ISLAMABAD - Pakistan’s trade deficit has contracted by 5.59 percent in the first four months (July to October) of the current fiscal year.
The country’s trade deficit has decreased by 5.59 percent during the July-October period of this fiscal year. The trade imbalance, gap between exports and imports, was recorded at $6.97 billion as against $7.39 billion during the same period of last fiscal year. Pakistan’s exports have enhanced by 13.45 percent to $10.88 billion during the first four months of the ongoing financial year as compared to $9.59 billion in the same months of the last year. Meanwhile, imports increased by 5.17 percent to $17.85 billion during the July to October period of the year 2024-25 as compared with $16.977 billion in the same month of the last fiscal year.

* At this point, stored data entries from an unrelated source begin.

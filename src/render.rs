use prism_core::{DrawList, SceneUniforms};
use prism_render::{SceneRenderer, TextureImage};
use web_sys as web;

pub struct GpuState {
    surface: wgpu::Surface<'static>,
    device: wgpu::Device,
    queue: wgpu::Queue,
    config: wgpu::SurfaceConfiguration,
    renderer: SceneRenderer,
    width: u32,
    height: u32,
}

impl GpuState {
    pub async fn new(canvas: &web::HtmlCanvasElement, clear: [f64; 3]) -> anyhow::Result<Self> {
        let width = canvas.width().max(1);
        let height = canvas.height().max(1);

        let instance = wgpu::Instance::default();
        let surface = instance.create_surface(wgpu::SurfaceTarget::Canvas(canvas.clone()))?;
        let adapter = instance
            .request_adapter(&wgpu::RequestAdapterOptions {
                power_preference: wgpu::PowerPreference::HighPerformance,
                compatible_surface: Some(&surface),
                force_fallback_adapter: false,
            })
            .await
            .ok_or_else(|| anyhow::anyhow!("No WebGPU adapter"))?;
        let (device, queue) = adapter
            .request_device(
                &wgpu::DeviceDescriptor {
                    required_features: wgpu::Features::empty(),
                    // Default limits; older WebGPU impls reject unknown fields
                    required_limits: wgpu::Limits::default(),
                    memory_hints: wgpu::MemoryHints::Performance,
                    label: None,
                },
                None,
            )
            .await
            .map_err(|e| anyhow::anyhow!(format!("request_device error: {:?}", e)))?;
        let caps = surface.get_capabilities(&adapter);
        let format = caps
            .formats
            .iter()
            .copied()
            .find(|f| {
                matches!(
                    f,
                    wgpu::TextureFormat::Bgra8UnormSrgb | wgpu::TextureFormat::Rgba8UnormSrgb
                )
            })
            .or_else(|| caps.formats.first().copied())
            .ok_or_else(|| anyhow::anyhow!("surface reports no formats"))?;
        let alpha_mode = caps
            .alpha_modes
            .first()
            .copied()
            .unwrap_or(wgpu::CompositeAlphaMode::Auto);
        let config = wgpu::SurfaceConfiguration {
            usage: wgpu::TextureUsages::RENDER_ATTACHMENT,
            format,
            width,
            height,
            present_mode: wgpu::PresentMode::Fifo,
            alpha_mode,
            view_formats: vec![],
            desired_maximum_frame_latency: 2,
        };
        surface.configure(&device, &config);
        let renderer = SceneRenderer::new(&device, &queue, format, width, height, clear);

        Ok(Self {
            surface,
            device,
            queue,
            config,
            renderer,
            width,
            height,
        })
    }

    pub fn resize_if_needed(&mut self, width: u32, height: u32) {
        if width == 0 || height == 0 {
            return;
        }
        if width != self.width || height != self.height {
            self.width = width;
            self.height = height;
            self.reconfigure();
        }
    }

    pub fn reconfigure(&mut self) {
        self.config.width = self.width;
        self.config.height = self.height;
        self.surface.configure(&self.device, &self.config);
        self.renderer.resize(&self.device, self.width, self.height);
    }

    pub fn upload_texture(&mut self, key: &'static str, image: &TextureImage) {
        self.renderer
            .upload_texture(&self.device, &self.queue, key, image);
    }

    pub fn render(
        &mut self,
        uniforms: &SceneUniforms,
        list: &DrawList,
    ) -> Result<(), wgpu::SurfaceError> {
        let frame = self.surface.get_current_texture()?;
        let view = frame
            .texture
            .create_view(&wgpu::TextureViewDescriptor::default());
        self.renderer
            .draw(&self.device, &self.queue, &view, uniforms, list);
        frame.present();
        Ok(())
    }
}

The data further showed that the country’s trade deficit has narrowed by 17.69 percent on a month-on-month basis to $1.498 billion in October this year as against $1.82 billion in September. Exports have recorded 4.9 percent increase to $2.98 billion in October 2024 when compared to $2.836 billion in September 2024. On the other hand, the imports have recorded a 3.93 percent decline to $4.47 billion in October 2024.
The trade deficit has decreased by 31.09 percent on a year-on-year basis to $1.498 billion in October 2024 compared to $2.174 billion in October 2023. Imports have decreased by 8.02 percent on a YoY basis and remained $4.47 billion in October 2024 compared to $4.86 billion in October 2023. Exports have enhanced by 10.64 percent on a YoY basis and remained $2.98 billion in October 2024 compared to $2.69 billion in October 2023.

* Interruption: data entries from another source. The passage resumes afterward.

//! Flattening the attached scene into world-space triangles for the GPU.

use crate::config::SceneConfig;
use crate::material::hex_to_rgb;
use crate::scene::Scene;
use crate::state::Camera;
use bytemuck::{Pod, Zeroable};
use glam::Vec3;

#[repr(C)]
#[derive(Copy, Clone, Debug, PartialEq, Pod, Zeroable)]
pub struct SceneVertex {
    pub position: [f32; 3],
    pub normal: [f32; 3],
    pub color: [f32; 3],
    /// 1.0 for lit (standard) materials, 0.0 for flat (basic) ones.
    pub lit: f32,
    pub uv: [f32; 2],
}

impl SceneVertex {
    // Byte offsets for vertex buffer layouts
    pub const POSITION_OFFSET: u64 = 0;
    pub const NORMAL_OFFSET: u64 = 12;
    pub const COLOR_OFFSET: u64 = 24;
    pub const LIT_OFFSET: u64 = 36;
    pub const UV_OFFSET: u64 = 40;
}

#[repr(C)]
#[derive(Copy, Clone, Debug, Pod, Zeroable)]
pub struct SceneUniforms {
    pub view_proj: [[f32; 4]; 4],
    /// xyz: direction towards the light.
    pub light_dir: [f32; 4],
    /// rgb: ambient light colour.
    pub ambient: [f32; 4],
}

impl SceneUniforms {
    pub fn new(camera: &Camera, config: &SceneConfig) -> Self {
        let light = Vec3::from_array(config.light_position).normalize_or_zero();
        Self {
            view_proj: camera.view_proj().to_cols_array_2d(),
            light_dir: light.extend(0.0).to_array(),
            ambient: hex_to_rgb(config.ambient_color).extend(1.0).to_array(),
        }
    }
}

/// Clear colour as linear-ish RGB doubles for the render pass.
pub fn clear_rgb(config: &SceneConfig) -> [f64; 3] {
    let c = hex_to_rgb(config.clear_color);
    [c.x as f64, c.y as f64, c.z as f64]
}

/// One draw call's worth of vertices sharing a texture.
#[derive(Clone, Copy, Debug, PartialEq, Eq)]
pub struct DrawBatch {
    /// Texture key, or `None` for plain colour.
    pub texture: Option<&'static str>,
    pub first: u32,
    pub count: u32,
}

/// World-space vertices for every visible, attached triangle, sorted into
/// per-texture batches. Reused across frames to keep its allocations.
#[derive(Clone, Debug, Default)]
pub struct DrawList {
    pub vertices: Vec<SceneVertex>,
    pub batches: Vec<DrawBatch>,
    staged: Vec<(Option<&'static str>, [SceneVertex; 3])>,
}

impl DrawList {
    pub fn new() -> Self {
        Self::default()
    }

    pub fn is_empty(&self) -> bool {
        self.vertices.is_empty()
    }

    pub fn rebuild(&mut self, scene: &Scene) {
        self.vertices.clear();
        self.batches.clear();
        self.staged.clear();

        let staged = &mut self.staged;
        let mut tris = Vec::new();
        scene.visit_attached(|_, node, world| {
            if !node.shape.has_geometry() || node.materials.is_empty() {
                return;
            }
            tris.clear();
            node.shape.append_triangles(&mut tris);
            for tri in &tris {
                let Some(material) = node.materials.for_face(tri.face) else {
                    continue;
                };
                let normal = world.transform_vector3(tri.normal()).normalize_or_zero();
                let color = material.color.to_array();
                let lit = if material.lit { 1.0 } else { 0.0 };
                let vertex = |i: usize, p: Vec3| SceneVertex {
                    position: world.transform_point3(p).to_array(),
                    normal: normal.to_array(),
                    color,
                    lit,
                    uv: tri.uv[i].to_array(),
                };
                staged.push((
                    material.texture,
                    [vertex(0, tri.a), vertex(1, tri.b), vertex(2, tri.c)],
                ));
            }
        });

        // Stable, so draw order within a texture follows scene order
        self.staged.sort_by_key(|(texture, _)| *texture);
        for (texture, corners) in &self.staged {
            let first = self.vertices.len() as u32;
            self.vertices.extend_from_slice(corners);
            match self.batches.last_mut() {
                Some(batch) if batch.texture == *texture => batch.count += 3,
                _ => self.batches.push(DrawBatch {
                    texture: *texture,
                    first,
                    count: 3,
                }),
            }
        }
    }
}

The ministry of finance had noted that external sector stability sustained during Q1 FY2025. Imports are reasonably increasing and providing impetus to economic recovery. Based on the currently observed trend, it is anticipated that in October 2024, the exports will remain within the range of $2.5-2.8 billion, imports $4.5-4.9 billion and worker’s remittances $ 2.8-3.3 billion.
The external account position improved due to notable increase in exports and remittances Sep FY2025, the current account deficit shrank to $ 0.1 billion compared to $ 1.2 billion last year. However, the current account recorded a surplus for the second consecutive month in September 2024. During Jul-Sep FY2025, goods exports increased by 7.8 percent, reaching $ 7.5 billion, while imports recorded at $14.2 billion, compared to $ 12.3 billion in last year (15.7% increase). This has led to a trade deficit of $6.7 billion, up from $ 5.3 billion last year. Foreign Direct Investment (FDI) stood at $771 million, 48.2 percent up from the previous year. The main contributors were China ($404 million), Hong Kong ($99 million), and the UK ($72.2 million). The power sector received net FDI of $416 million, accounting for a 54% share, followed by oil & gas exploration with $ 97 million (12.6% share). Moreover, Private Foreign Portfolio Investment (FPI) had a net outflow of $22.8 million, while Public FPI recorded a net inflow of $155.3 million. Workers’ remittances recorded the highest ever quarterly inflows of $8.8 billion, marking a 39% increase with the largest share from Saudi Arabia (24.5%). Pakistan’s total liquid foreign exchange reserves were recorded at $16.0 billion on October 18, 2024, with the State Bank of Pakistan’s reserves at $11.0 billion.